Coffee Flower Identification Using Binarization Algorithm Based on Convolutional Neural Network for Digital Images
Crop-type identification is one of the most significant applications of agricultural remote sensing, and it is important for yield estimation prediction and field management. At present, crop identification using datasets from unmanned aerial vehicle (UAV) and satellite platforms have achieved state-of-the-art performances. However, accurate monitoring of small plants, such as the coffee flower, cannot be achieved using datasets from these platforms. With the development of time-lapse image acquisition technology based on ground-based remote sensing, a large number of small-scale plantation datasets with high spatial-temporal resolution are being generated, which can provide great opportunities for small target monitoring of a specific region.

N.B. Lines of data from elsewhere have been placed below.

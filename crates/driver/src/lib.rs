//! Attach manager for Google Servo debug/control boards
//!
//! Decides which enumerated USB peripherals belong to the driver and, for
//! those it claims, registers a device node (`usb/google-servo<N>`) with a
//! naming service. Registration and deregistration are serialized by a single
//! lock owned by [`RegistrationGuard`].
//!
//! No data transfer happens through the exposed nodes; the driver only
//! manages their existence.

pub mod class;
pub mod driver;
pub mod error;
pub mod guard;
pub mod matcher;
pub mod naming;
pub mod table;

pub use class::ClassDriver;
pub use driver::{ProbeOutcome, ServoDriver, UsbDriver};
pub use error::{NamingError, RegistrationError};
pub use guard::{PeripheralState, RegistrationGuard};
pub use matcher::{IdentityMatcher, MatchResult};
#[cfg(unix)]
pub use naming::DevfsNaming;
pub use naming::{Allocation, MinorTable, NamingService};
pub use table::IdTable;
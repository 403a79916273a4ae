//! Class driver description and device node naming

use std::path::{Path, PathBuf};

/// Total minor numbers shared by all USB class drivers
pub const USB_MAXMINORS: u32 = 256;

/// Minor number of the first Servo instance
pub const GOOGLE_SERVO_MINOR_BASE: u32 = 160;

/// How instances of this driver are named and numbered
#[derive(Debug, Clone, PartialEq, Eq)]
pub struct ClassDriver {
    /// Instance name with `%d` standing for the instance index
    pub name_template: String,
    pub minor_base: u32,
    /// Directory prefix of exposed nodes
    pub devnode_dir: String,
}

impl Default for ClassDriver {
    fn default() -> Self {
        Self {
            name_template: "google-servo%d".to_string(),
            minor_base: GOOGLE_SERVO_MINOR_BASE,
            devnode_dir: "usb".to_string(),
        }
    }
}

impl ClassDriver {
    /// `google-servo%d` + 3 -> `google-servo3`
    pub fn instance_name(&self, index: u32) -> String {
        if self.name_template.contains("%d") {
            self.name_template.replacen("%d", &index.to_string(), 1)
        } else {
            format!("{}{}", self.name_template, index)
        }
    }

    /// Node path for an instance name: `usb/google-servo0`
    pub fn devnode(&self, name: &str) -> PathBuf {
        Path::new(&self.devnode_dir).join(name)
    }

    pub fn minor_for(&self, index: u32) -> u32 {
        self.minor_base + index
    }

    /// Instances available before the minor range runs out
    pub fn capacity(&self) -> u32 {
        USB_MAXMINORS.saturating_sub(self.minor_base)
    }
}
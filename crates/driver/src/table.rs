//! Device id table
//!
//! The ordered list of vendor/product pairs the driver accepts. The platform
//! consults it before a peripheral is ever offered to the driver.

use common::DeviceIdentity;

/// Google USB vendor ID
pub const GOOGLE_USB_VENDOR_ID: u16 = 0x18d1;

pub const SERVO_V2_PRODUCT_ID: u16 = 0x5002;
pub const SERVO_V3_PRODUCT_ID: u16 = 0x5004;
pub const SERVO_MICRO_PRODUCT_ID: u16 = 0x501a;
pub const SERVO_V4_PRODUCT_ID: u16 = 0x501b;

/// Servo boards supported out of the box
pub const SERVO_TABLE: &[DeviceIdentity] = &[
    DeviceIdentity::new(GOOGLE_USB_VENDOR_ID, SERVO_V2_PRODUCT_ID),
    DeviceIdentity::new(GOOGLE_USB_VENDOR_ID, SERVO_V3_PRODUCT_ID),
    DeviceIdentity::new(GOOGLE_USB_VENDOR_ID, SERVO_MICRO_PRODUCT_ID),
    DeviceIdentity::new(GOOGLE_USB_VENDOR_ID, SERVO_V4_PRODUCT_ID),
];

/// Ordered, duplicate-free set of accepted identities
#[derive(Debug, Clone, PartialEq, Eq)]
pub struct IdTable {
    entries: Vec<DeviceIdentity>,
}

impl IdTable {
    /// Table holding exactly [`SERVO_TABLE`]
    pub fn servo() -> Self {
        Self::from_entries(SERVO_TABLE.iter().copied())
    }

    /// Build a table from arbitrary entries, keeping first occurrence order
    pub fn from_entries(entries: impl IntoIterator<Item = DeviceIdentity>) -> Self {
        let mut table = Self {
            entries: Vec::new(),
        };
        table.extend(entries);
        table
    }

    /// Append identities that are not already present
    pub fn with_extra(mut self, extra: impl IntoIterator<Item = DeviceIdentity>) -> Self {
        self.extend(extra);
        self
    }

    fn extend(&mut self, entries: impl IntoIterator<Item = DeviceIdentity>) {
        for id in entries {
            if !self.entries.contains(&id) {
                self.entries.push(id);
            }
        }
    }

    pub fn lookup(&self, vendor_id: u16, product_id: u16) -> Option<&DeviceIdentity> {
        self.entries
            .iter()
            .find(|id| id.vendor_id == vendor_id && id.product_id == product_id)
    }

    pub fn contains(&self, identity: &DeviceIdentity) -> bool {
        self.entries.contains(identity)
    }

    pub fn iter(&self) -> impl Iterator<Item = &DeviceIdentity> {
        self.entries.iter()
    }

    pub fn len(&self) -> usize {
        self.entries.len()
    }

    pub fn is_empty(&self) -> bool {
        self.entries.is_empty()
    }
}

impl Default for IdTable {
    fn default() -> Self {
        Self::servo()
    }
}

/// Human-readable board name for the built-in identities
pub fn model_name(identity: &DeviceIdentity) -> Option<&'static str> {
    if identity.vendor_id != GOOGLE_USB_VENDOR_ID {
        return None;
    }

    match identity.product_id {
        SERVO_V2_PRODUCT_ID => Some("Servo V2"),
        SERVO_V3_PRODUCT_ID => Some("Servo V3"),
        SERVO_MICRO_PRODUCT_ID => Some("Servo Micro"),
        SERVO_V4_PRODUCT_ID => Some("Servo V4"),
        _ => None,
    }
}

#[cfg(test)]
mod tests {
    use super::*;

    #[test]
    fn test_servo_table_order() {
        let table = IdTable::servo();
        let pids: Vec<u16> = table.iter().map(|id| id.product_id).collect();
        assert_eq!(pids, vec![0x5002, 0x5004, 0x501a, 0x501b]);
        assert!(table.iter().all(|id| id.vendor_id == 0x18d1));
    }

    #[test]
    fn test_lookup_exact() {
        let table = IdTable::servo();
        assert!(table.lookup(0x18d1, 0x5002).is_some());
        assert!(table.lookup(0x18d1, 0x5003).is_none());
        assert!(table.lookup(0x18d2, 0x5002).is_none());
    }

    #[test]
    fn test_with_extra_skips_duplicates() {
        let extra = DeviceIdentity::new(0x18d1, 0x520d);
        let table = IdTable::servo().with_extra([extra, extra, SERVO_TABLE[0]]);

        assert_eq!(table.len(), 5);
        assert_eq!(table.iter().last(), Some(&extra));
        assert!(table.contains(&extra));
    }

    #[test]
    fn test_model_name() {
        assert_eq!(
            model_name(&DeviceIdentity::new(0x18d1, 0x501a)),
            Some("Servo Micro")
        );
        assert_eq!(model_name(&DeviceIdentity::new(0x18d1, 0x520d)), None);
        assert_eq!(model_name(&DeviceIdentity::new(0x1234, 0x5002)), None);
    }
}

The main contribution of this paper is to combine the binarization algorithm based on OTSU and the convolutional neural network (CNN) model to improve coffee flower identification accuracy using the time-lapse images (i.e., digital images). A certain number of positive and negative samples are selected from the original digital images for the network model training. Then, the pretrained network model is initialized using the VGGNet and trained using the constructed training datasets. Based on the well-trained CNN model, the coffee flower is initially extracted, and its boundary information can be further optimized by using the extracted coffee flower result of the binarization algorithm. Based on the digital images with different depression angles and illumination conditions, the performance of the proposed method is investigated by comparison of the performances of support vector machine (SVM) and CNN model. Hence, the experimental results show that the proposed method has the ability to improve coffee flower classification accuracy. The results of the image with a 52.5° angle of depression under soft lighting conditions are the highest, and the corresponding Dice (F1) and intersection over union (IoU) have reached 0.80 and 0.67, respectively.